MCITP SQL 2005, MCSA SQL 2012
January 13, 2015 at 3:25 pm
Hello,
It sounds like from your description that the staging DB will either have all the data as it stands in the live database but only for the tables you want to keep synchronised or you only want the changes (Inserts \ Updates and Deletes) that have occurred added to the staging database. Can you confirm which?
This one!
You can see why I thought CDC on the source database would be a good choice, I still think its an option for me. Get the changes into the staging table, then do a Tablediff compare with the second database, and get the script containing the Inserts \ Updates \ Deletes for the third off-the-network databases.
Thanks for the info on the no synch, I'd not heard of that and I do replication quite a lot, must have just not fallen within my scope!
Thanks for all your help and time.
Regards,
D.
January 13, 2015 at 9:57 pm
ignore
January 14, 2015 at 5:47 am
I'm still a bit unclear on what actually you need. This is my understanding:
You have 3 SQL Instances lets call them A, B and C.
Instance A and B are on the same network, instance C is on another network.
The instances are configured as follows:
Instance A has Database1
Instance B has Database2
Instance C has Database3
For specific tables in Database3 you want to at least once per month have the table updated to have all rows for the same table which is a combination of the data in InstanceA.Database1 and InstanceB.Database2.
Is this the correct assumption?
It may be helpful if you could post up the code to create a example DB for each database involved with one table in each which is what you want to compare and merge to the 3rd Database.
There is so many unknowns with your environment and databases \ tables that I can't necessarily give you a good plan to start with.
A perfect example of this being when comparing the tables what will you compare on? Do the tables in InstanceA.Database1 and InstanceB.Database2 use the same primary key value for rows so that you could compare one row to another knowing that the primary key values should always match the same row of data?

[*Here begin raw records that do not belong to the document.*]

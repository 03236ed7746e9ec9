// III-IV
// Copyright 2023 Julio Merino
//
// Licensed under the Apache License, Version 2.0 (the "License"); you may not
// use this file except in compliance with the License.  You may obtain a copy
// of the License at:
//
//     http://www.apache.org/licenses/LICENSE-2.0
//
// Unless required by applicable law or agreed to in writing, software
// distributed under the License is distributed on an "AS IS" BASIS, WITHOUT
// WARRANTIES OR CONDITIONS OF ANY KIND, either express or implied.  See the
// License for the specific language governing permissions and limitations
// under the License.

//! API to delete a review from a campground.

use crate::driver::Driver;
use crate::model::{CampgroundId, ReviewId};
use axum::extract::State;
use axum::response::Redirect;
use campgrounds_core::rest::{EmptyBody, PathParams, RestResult};

/// DELETE handler for this API.
pub(crate) async fn handler(
    State(driver): State<Driver>,
    PathParams((id, review_id)): PathParams<(String, String)>,
    _: EmptyBody,
) -> RestResult<Redirect> {
    let id = CampgroundId::parse(&id)?;
    let review_id = ReviewId::parse(&review_id)?;
    driver.delete_review(id, review_id).await?;
    Ok(Redirect::to(&format!("/campgrounds/{}", id)))
}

MCITP SQL 2005, MCSA SQL 2012
January 14, 2015 at 10:37 pm
You have 3 SQL Instances lets call them A, B and C.
Instance A and B are on the same network, instance C is on another network.
The instances are configured as follows:
Instance A has Database1
Instance B has Database2
Instance C has Database3
For specific tables in Database3 you want to at least once per month have the table updated to have all rows for the same table which is a combination of the data in InstanceA.Database1 and InstanceB.Database2.
Is this the correct assumption?
Yes, bang on.
I had a look at the Primary Keys on a few tables on the DBs (A & B), both DBs contain the same columns, but only on one if the databases is it actually a primary key column, on the other its just a column. This may not be the case for all the tables, but was on the few that I looked at.
Regards,
D.
January 16, 2015 at 4:59 am
Sorry for the slow reply.
How about this:
1. Create a staging database on InstanceA.
2. Copy the tables you require from Database1 into the staging database
3. Use tablediff to compare the tables in the staging database to the tables in InstanceB.Database2
4. Update the staging database in Instance1 with the scripts from the step above
5. Backup the staging database on InstanceA, copy the backup to InstanceC using whatever method you can depending on connectivity
6. Restore the staging database on InstanceC
7. Use the tablediff utility again to compare InstanceC.Staging to InstanceC.Database3 and update the Database3 tables, or just truncate the tables in InstanceC.Database3 and re-load them from the staging database.